But CLPS got off to a slower start than expected. When NASA announced the program in 2018, it was optimistic that the first lunar payloads could fly the following year. However, many companies have struggled to develop the promised hardware; Some have stopped working. “I was disappointed that it couldn’t be faster,” Zurbuchen says.
But the companies themselves still believe in it. The first missions in the CLPS program are Astrobotic in Pittsburgh and Intuitive Machines in Houston. The Astrobotic spacecraft that carried the tiny Mexican robots waits for a hatch aboard a United Launch Alliance (ULA) Vulcan rocket in Centennial, Colorado. Vulcan was supposed to go live in May 2023, but problems arose during tests in March. ULA has not yet announced a new release date. The Intuitive Machines’ lunar lander will launch on a SpaceX rocket from Hawthorne, Calif. – expected in June.
Both missiles carry scientific experiments and non-scientific payloads. The Astrobotic mission is equipped with, among other things, several spectrometers built by NASA to study the chemical composition of the lunar surface. Future CLPS flights will carry drills to the moon to explore Earth’s interior and a rover to map ice deposits near the moon’s south pole.
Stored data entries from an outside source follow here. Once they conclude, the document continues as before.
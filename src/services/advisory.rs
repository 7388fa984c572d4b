//! Rule-based advisories from short-term rate movement.

use crate::error::Result;
use crate::services::features::relative_changes;
use crate::services::RateSeriesLoader;
use crate::types::{Advisory, AdvisoryMetrics, AdvisoryReport};
use chrono::{Local, NaiveDate};
use std::sync::Arc;
use tracing::{debug, info};

/// Observations required before any advisory is produced.
pub const MIN_OBSERVATIONS: usize = 5;

/// Changes considered for the volatility figure.
const VOLATILITY_CHANGES: usize = 5;

// Thresholds, in percent.
const HIGH_VOLATILITY_PCT: f64 = 1.5;
const LOW_VOLATILITY_PCT: f64 = 0.4;
const SHARP_MOVE_PCT: f64 = 1.0;
const SUSTAINED_MOVE_PCT: f64 = 3.0;

fn pct_change(from: f64, to: f64) -> f64 {
    (to - from) / from * 100.0
}

/// Metrics for an ordered rate history, or `None` with fewer than
/// [`MIN_OBSERVATIONS`] rates.
///
/// The 7-day delta compares with the 7th most recent rate and is 0.0 when
/// the history is shorter. Volatility is the root mean square of the last
/// five relative changes, in percent; with only four changes available the
/// sum of squares is still divided by five.
pub fn metrics_from_rates(rates: &[f64]) -> Option<AdvisoryMetrics> {
    let n = rates.len();
    if n < MIN_OBSERVATIONS {
        return None;
    }

    let delta_1d_pct = pct_change(rates[n - 2], rates[n - 1]);
    let delta_7d_pct = if n >= 7 {
        pct_change(rates[n - 7], rates[n - 1])
    } else {
        0.0
    };

    let recent = &rates[n.saturating_sub(VOLATILITY_CHANGES + 1)..];
    let changes = relative_changes(recent);
    let mean_square =
        changes.iter().map(|c| (c * 100.0).powi(2)).sum::<f64>() / VOLATILITY_CHANGES as f64;

    Some(AdvisoryMetrics {
        volatility_pct: mean_square.sqrt(),
        delta_1d_pct,
        delta_7d_pct,
    })
}

/// Evaluate the rules in fixed order: volatility, 1-day move, 7-day move.
///
/// Each rule contributes at most one advisory. When none fires the result is
/// a single [`Advisory::Neutral`].
pub fn advise_metrics(metrics: &AdvisoryMetrics) -> Vec<Advisory> {
    let mut advisories = Vec::new();

    if metrics.volatility_pct > HIGH_VOLATILITY_PCT {
        advisories.push(Advisory::HighVolatility);
    } else if metrics.volatility_pct < LOW_VOLATILITY_PCT {
        advisories.push(Advisory::LowVolatility);
    }

    if metrics.delta_1d_pct > SHARP_MOVE_PCT {
        advisories.push(Advisory::SharpRise);
    } else if metrics.delta_1d_pct < -SHARP_MOVE_PCT {
        advisories.push(Advisory::SharpDrop);
    }

    if metrics.delta_7d_pct > SUSTAINED_MOVE_PCT {
        advisories.push(Advisory::SustainedRise);
    } else if metrics.delta_7d_pct < -SUSTAINED_MOVE_PCT {
        advisories.push(Advisory::SustainedDecline);
    }

    if advisories.is_empty() {
        advisories.push(Advisory::Neutral);
    }
    advisories
}

/// Produces advisory reports from recent history.
pub struct AdvisoryEngine {
    loader: Arc<RateSeriesLoader>,
    lookback_days: i64,
}

impl AdvisoryEngine {
    pub fn new(loader: Arc<RateSeriesLoader>, lookback_days: i64) -> Self {
        Self {
            loader,
            lookback_days,
        }
    }

    pub async fn advise(&self, currency: &str) -> Result<Option<AdvisoryReport>> {
        self.advise_as_of(currency, Local::now().date_naive()).await
    }

    /// Advisories from the history ending at `as_of`; `Ok(None)` when too
    /// few observations are available.
    pub async fn advise_as_of(
        &self,
        currency: &str,
        as_of: NaiveDate,
    ) -> Result<Option<AdvisoryReport>> {
        let series = self.loader.recent(currency, as_of, self.lookback_days).await?;

        let Some(metrics) = metrics_from_rates(&series.rates()) else {
            debug!(
                "No advisories for {}: {} observations",
                series.currency,
                series.len()
            );
            return Ok(None);
        };

        let advisories = advise_metrics(&metrics);
        info!("{} advisories for {}", advisories.len(), series.currency);

        Ok(Some(AdvisoryReport {
            currency: series.currency,
            metrics,
            advisories,
        }))
    }
}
“Every moon landing is a new opportunity for science,” says Mahesh Anand, a planetary scientist at the Open University in Milton Keynes, UK. “We have to keep our eyes and ears wide open,” he says.
However, some scientists weren’t particularly happy that NASA, not themselves, chose the landing sites for the CLPS flights. NASA responded. In the future, researchers will be able to have a say in the locations on the lunar surface where spaceships should land. Accordingly, NASA changed the landing site for the first Astrobotic flight from an easily accessible location chosen for safety reasons to an ancient lava flow near the intriguing geological uplift called Gruithuisen. And the landing site for Intuitive Machines’ first mission has been moved near the south pole of the Moon, where NASA plans to send manned missions in the future.
Things are getting international on the moon
Being able to build custom infrastructure at select locations on the moon will enable more science, says Kerry Donaldson Hanna, a planetary scientist at the University of Central Florida in Orlando. It is leading a second CLPS mission to the Gruithuisen Hills, where the rover will further analyze the chemistry of rocks and soils there. “With these specially designed sets of tools, we can tackle very specific questions,” she says.